** Dataset extract follows **

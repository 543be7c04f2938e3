//! HTTP-level tests for the enveloped API surface. Like the repository tests,
//! these need TEST_DATABASE_URL and skip themselves without it.

use actix_web::{test, web, App};
use sqlx::PgPool;
use uuid::Uuid;

use channel_service::routes::configure_routes;
use channel_service::security::jwt;

async fn test_pool() -> Option<PgPool> {
    let url = match std::env::var("TEST_DATABASE_URL") {
        Ok(url) => url,
        Err(_) => {
            eprintln!("TEST_DATABASE_URL not set; skipping integration test");
            return None;
        }
    };

    let pool = channel_service::db::create_pool(&url, 5)
        .await
        .expect("connect test database");
    channel_service::db::run_migrations(&pool)
        .await
        .expect("run migrations");
    Some(pool)
}

async fn create_user(pool: &PgPool, label: &str) -> Uuid {
    let id = Uuid::new_v4();
    let username = format!("{}-{}", label, id.simple());

    sqlx::query(
        r#"
        INSERT INTO users (id, username, email, full_name, password_hash)
        VALUES ($1, $2, $3, $4, 'test-hash')
        "#,
    )
    .bind(id)
    .bind(&username)
    .bind(format!("{}@example.com", username))
    .bind("Test User")
    .execute(pool)
    .await
    .expect("insert test user");

    id
}

fn bearer(user_id: Uuid) -> (&'static str, String) {
    let token = jwt::generate_token(user_id, 300).expect("mint test token");
    ("Authorization", format!("Bearer {}", token))
}

#[actix_web::test]
async fn tweet_lifecycle_uses_the_envelope_and_rejects_no_ops() {
    let Some(pool) = test_pool().await else { return };
    jwt::initialize_secret("api-surface-test-secret").unwrap();

    let app = test::init_service(
        App::new()
            .app_data(web::Data::new(pool.clone()))
            .configure(configure_routes),
    )
    .await;

    let author = create_user(&pool, "author").await;
    let outsider = create_user(&pool, "outsider").await;

    // Create trims the content and answers 201 inside the envelope.
    let req = test::TestRequest::post()
        .uri("/api/v1/tweets")
        .insert_header(bearer(author))
        .set_json(serde_json::json!({"content": "  hello world  "}))
        .to_request();
    let body: serde_json::Value = test::call_and_read_body_json(&app, req).await;
    assert_eq!(body["statusCode"], 201);
    assert_eq!(body["success"], true);
    assert_eq!(body["data"]["content"], "hello world");
    let tweet_id = body["data"]["id"].as_str().unwrap().to_string();

    // Updating with identical content is a rejected no-op, not a silent 200.
    let req = test::TestRequest::patch()
        .uri(&format!("/api/v1/tweets/{}", tweet_id))
        .insert_header(bearer(author))
        .set_json(serde_json::json!({"content": "hello world"}))
        .to_request();
    let res = test::call_service(&app, req).await;
    assert_eq!(res.status(), 400);
    let body: serde_json::Value = test::read_body_json(res).await;
    assert_eq!(body["success"], false);
    assert_eq!(body["message"], "No changes detected");

    // A different actor is forbidden regardless of payload validity.
    let req = test::TestRequest::patch()
        .uri(&format!("/api/v1/tweets/{}", tweet_id))
        .insert_header(bearer(outsider))
        .set_json(serde_json::json!({"content": "hijacked"}))
        .to_request();
    let res = test::call_service(&app, req).await;
    assert_eq!(res.status(), 403);

    // The owner deletes; data is null in the success envelope.
    let req = test::TestRequest::delete()
        .uri(&format!("/api/v1/tweets/{}", tweet_id))
        .insert_header(bearer(author))
        .to_request();
    let body: serde_json::Value = test::call_and_read_body_json(&app, req).await;
    assert_eq!(body["statusCode"], 200);
    assert!(body["data"].is_null());

    // An empty listing is a 200 page with total 0, never a 404.
    let req = test::TestRequest::get()
        .uri(&format!("/api/v1/users/{}/tweets", author))
        .to_request();
    let body: serde_json::Value = test::call_and_read_body_json(&app, req).await;
    assert_eq!(body["statusCode"], 200);
    assert_eq!(body["data"]["total"], 0);
    assert_eq!(body["data"]["totalPages"], 0);
}

#[actix_web::test]
async fn subscription_toggle_maps_to_201_then_200_null() {
    let Some(pool) = test_pool().await else { return };
    jwt::initialize_secret("api-surface-test-secret").unwrap();

    let app = test::init_service(
        App::new()
            .app_data(web::Data::new(pool.clone()))
            .configure(configure_routes),
    )
    .await;

    let subscriber = create_user(&pool, "subscriber").await;
    let channel = create_user(&pool, "channel").await;

    let uri = format!("/api/v1/subscriptions/channels/{}", channel);

    let req = test::TestRequest::post()
        .uri(&uri)
        .insert_header(bearer(subscriber))
        .to_request();
    let res = test::call_service(&app, req).await;
    assert_eq!(res.status(), 201);
    let body: serde_json::Value = test::read_body_json(res).await;
    assert_eq!(body["data"]["channel_id"], channel.to_string());

    let req = test::TestRequest::post()
        .uri(&uri)
        .insert_header(bearer(subscriber))
        .to_request();
    let res = test::call_service(&app, req).await;
    assert_eq!(res.status(), 200);
    let body: serde_json::Value = test::read_body_json(res).await;
    assert!(body["data"].is_null());

    // Self-subscription is invalid input, not a toggle.
    let req = test::TestRequest::post()
        .uri(&format!("/api/v1/subscriptions/channels/{}", subscriber))
        .insert_header(bearer(subscriber))
        .to_request();
    let res = test::call_service(&app, req).await;
    assert_eq!(res.status(), 400);
}
use actix_web::{web, HttpResponse};
use serde_json::json;
use sqlx::PgPool;

/// GET /health — liveness plus a database round-trip.
pub async fn health_check(pool: web::Data<PgPool>) -> HttpResponse {
    let database = match sqlx::query("SELECT 1").execute(pool.get_ref()).await {
        Ok(_) => "up",
        Err(e) => {
            tracing::error!("Health check database probe failed: {}", e);
            "down"
        }
    };

    let healthy = database == "up";
    let status = if healthy { "healthy" } else { "degraded" };

    let body = json!({
        "status": status,
        "service": env!("CARGO_PKG_NAME"),
        "version": env!("CARGO_PKG_VERSION"),
        "database": database,
    });

    if healthy {
        HttpResponse::Ok().json(body)
    } else {
        HttpResponse::ServiceUnavailable().json(body)
    }
}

** End of Dataset extract **

Work instructions: The answer should consist of every entry, repeated word for word.

Your response:
repository 543be7c04f2938e3
//! HTTP-level tests for the enveloped API surface. Like the repository tests,
//! these need TEST_DATABASE_URL and skip themselves without it.

use actix_web::{test, web, App};
use sqlx::PgPool;
use uuid::Uuid;

use channel_service::routes::configure_routes;
use channel_service::security::jwt;

async fn test_pool() -> Option<PgPool> {
    let url = match std::env::var("TEST_DATABASE_URL") {
        Ok(url) => url,
        Err(_) => {
            eprintln!("TEST_DATABASE_URL not set; skipping integration test");
            return None;
        }
    };

    let pool = channel_service::db::create_pool(&url, 5)
        .await
        .expect("connect test database");
    channel_service::db::run_migrations(&pool)
        .await
        .expect("run migrations");
    Some(pool)
}

async fn create_user(pool: &PgPool, label: &str) -> Uuid {
    let id = Uuid::new_v4();
    let username = format!("{}-{}", label, id.simple());

    sqlx::query(
        r#"
        INSERT INTO users (id, username, email, full_name, password_hash)
        VALUES ($1, $2, $3, $4, 'test-hash')
        "#,
    )
    .bind(id)
    .bind(&username)
    .bind(format!("{}@example.com", username))
    .bind("Test User")
    .execute(pool)
    .await
    .expect("insert test user");

    id
}

fn bearer(user_id: Uuid) -> (&'static str, String) {
    let token = jwt::generate_token(user_id, 300).expect("mint test token");
    ("Authorization", format!("Bearer {}", token))
}

#[actix_web::test]
async fn tweet_lifecycle_uses_the_envelope_and_rejects_no_ops() {
    let Some(pool) = test_pool().await else { return };
    jwt::initialize_secret("api-surface-test-secret").unwrap();

    let app = test::init_service(
        App::new()
            .app_data(web::Data::new(pool.clone()))
            .configure(configure_routes),
    )
    .await;

    let author = create_user(&pool, "author").await;
    let outsider = create_user(&pool, "outsider").await;

    // Create trims the content and answers 201 inside the envelope.
    let req = test::TestRequest::post()
        .uri("/api/v1/tweets")
        .insert_header(bearer(author))
        .set_json(serde_json::json!({"content": "  hello world  "}))
        .to_request();
    let body: serde_json::Value = test::call_and_read_body_json(&app, req).await;
    assert_eq!(body["statusCode"], 201);
    assert_eq!(body["success"], true);
    assert_eq!(body["data"]["content"], "hello world");
    let tweet_id = body["data"]["id"].as_str().unwrap().to_string();

    // Updating with identical content is a rejected no-op, not a silent 200.
    let req = test::TestRequest::patch()
        .uri(&format!("/api/v1/tweets/{}", tweet_id))
        .insert_header(bearer(author))
        .set_json(serde_json::json!({"content": "hello world"}))
        .to_request();
    let res = test::call_service(&app, req).await;
    assert_eq!(res.status(), 400);
    let body: serde_json::Value = test::read_body_json(res).await;
    assert_eq!(body["success"], false);
    assert_eq!(body["message"], "No changes detected");

    // A different actor is forbidden regardless of payload validity.
    let req = test::TestRequest::patch()
        .uri(&format!("/api/v1/tweets/{}", tweet_id))
        .insert_header(bearer(outsider))
        .set_json(serde_json::json!({"content": "hijacked"}))
        .to_request();
    let res = test::call_service(&app, req).await;
    assert_eq!(res.status(), 403);

    // The owner deletes; data is null in the success envelope.
    let req = test::TestRequest::delete()
        .uri(&format!("/api/v1/tweets/{}", tweet_id))
        .insert_header(bearer(author))
        .to_request();
    let body: serde_json::Value = test::call_and_read_body_json(&app, req).await;
    assert_eq!(body["statusCode"], 200);
    assert!(body["data"].is_null());

    // An empty listing is a 200 page with total 0, never a 404.
    let req = test::TestRequest::get()
        .uri(&format!("/api/v1/users/{}/tweets", author))
        .to_request();
    let body: serde_json::Value = test::call_and_read_body_json(&app, req).await;
    assert_eq!(body["statusCode"], 200);
    assert_eq!(body["data"]["total"], 0);
    assert_eq!(body["data"]["totalPages"], 0);
}

#[actix_web::test]
async fn subscription_toggle_maps_to_201_then_200_null() {
    let Some(pool) = test_pool().await else { return };
    jwt::initialize_secret("api-surface-test-secret").unwrap();

    let app = test::init_service(
        App::new()
            .app_data(web::Data::new(pool.clone()))
            .configure(configure_routes),
    )
    .await;

    let subscriber = create_user(&pool, "subscriber").await;
    let channel = create_user(&pool, "channel").await;

    let uri = format!("/api/v1/subscriptions/channels/{}", channel);

    let req = test::TestRequest::post()
        .uri(&uri)
        .insert_header(bearer(subscriber))
        .to_request();
    let res = test::call_service(&app, req).await;
    assert_eq!(res.status(), 201);
    let body: serde_json::Value = test::read_body_json(res).await;
    assert_eq!(body["data"]["channel_id"], channel.to_string());

    let req = test::TestRequest::post()
        .uri(&uri)
        .insert_header(bearer(subscriber))
        .to_request();
    let res = test::call_service(&app, req).await;
    assert_eq!(res.status(), 200);
    let body: serde_json::Value = test::read_body_json(res).await;
    assert!(body["data"].is_null());

    // Self-subscription is invalid input, not a toggle.
    let req = test::TestRequest::post()
        .uri(&format!("/api/v1/subscriptions/channels/{}", subscriber))
        .insert_header(bearer(subscriber))
        .to_request();
    let res = test::call_service(&app, req).await;
    assert_eq!(res.status(), 400);
}
use actix_web::{web, HttpResponse};
use serde_json::json;
use sqlx::PgPool;

/// GET /health — liveness plus a database round-trip.
pub async fn health_check(pool: web::Data<PgPool>) -> HttpResponse {
    let database = match sqlx::query("SELECT 1").execute(pool.get_ref()).await {
        Ok(_) => "up",
        Err(e) => {
            tracing::error!("Health check database probe failed: {}", e);
            "down"
        }
    };

    let healthy = database == "up";
    let status = if healthy { "healthy" } else { "degraded" };

    let body = json!({
        "status": status,
        "service": env!("CARGO_PKG_NAME"),
        "version": env!("CARGO_PKG_VERSION"),
        "database": database,
    });

    if healthy {
        HttpResponse::Ok().json(body)
    } else {
        HttpResponse::ServiceUnavailable().json(body)
    }
}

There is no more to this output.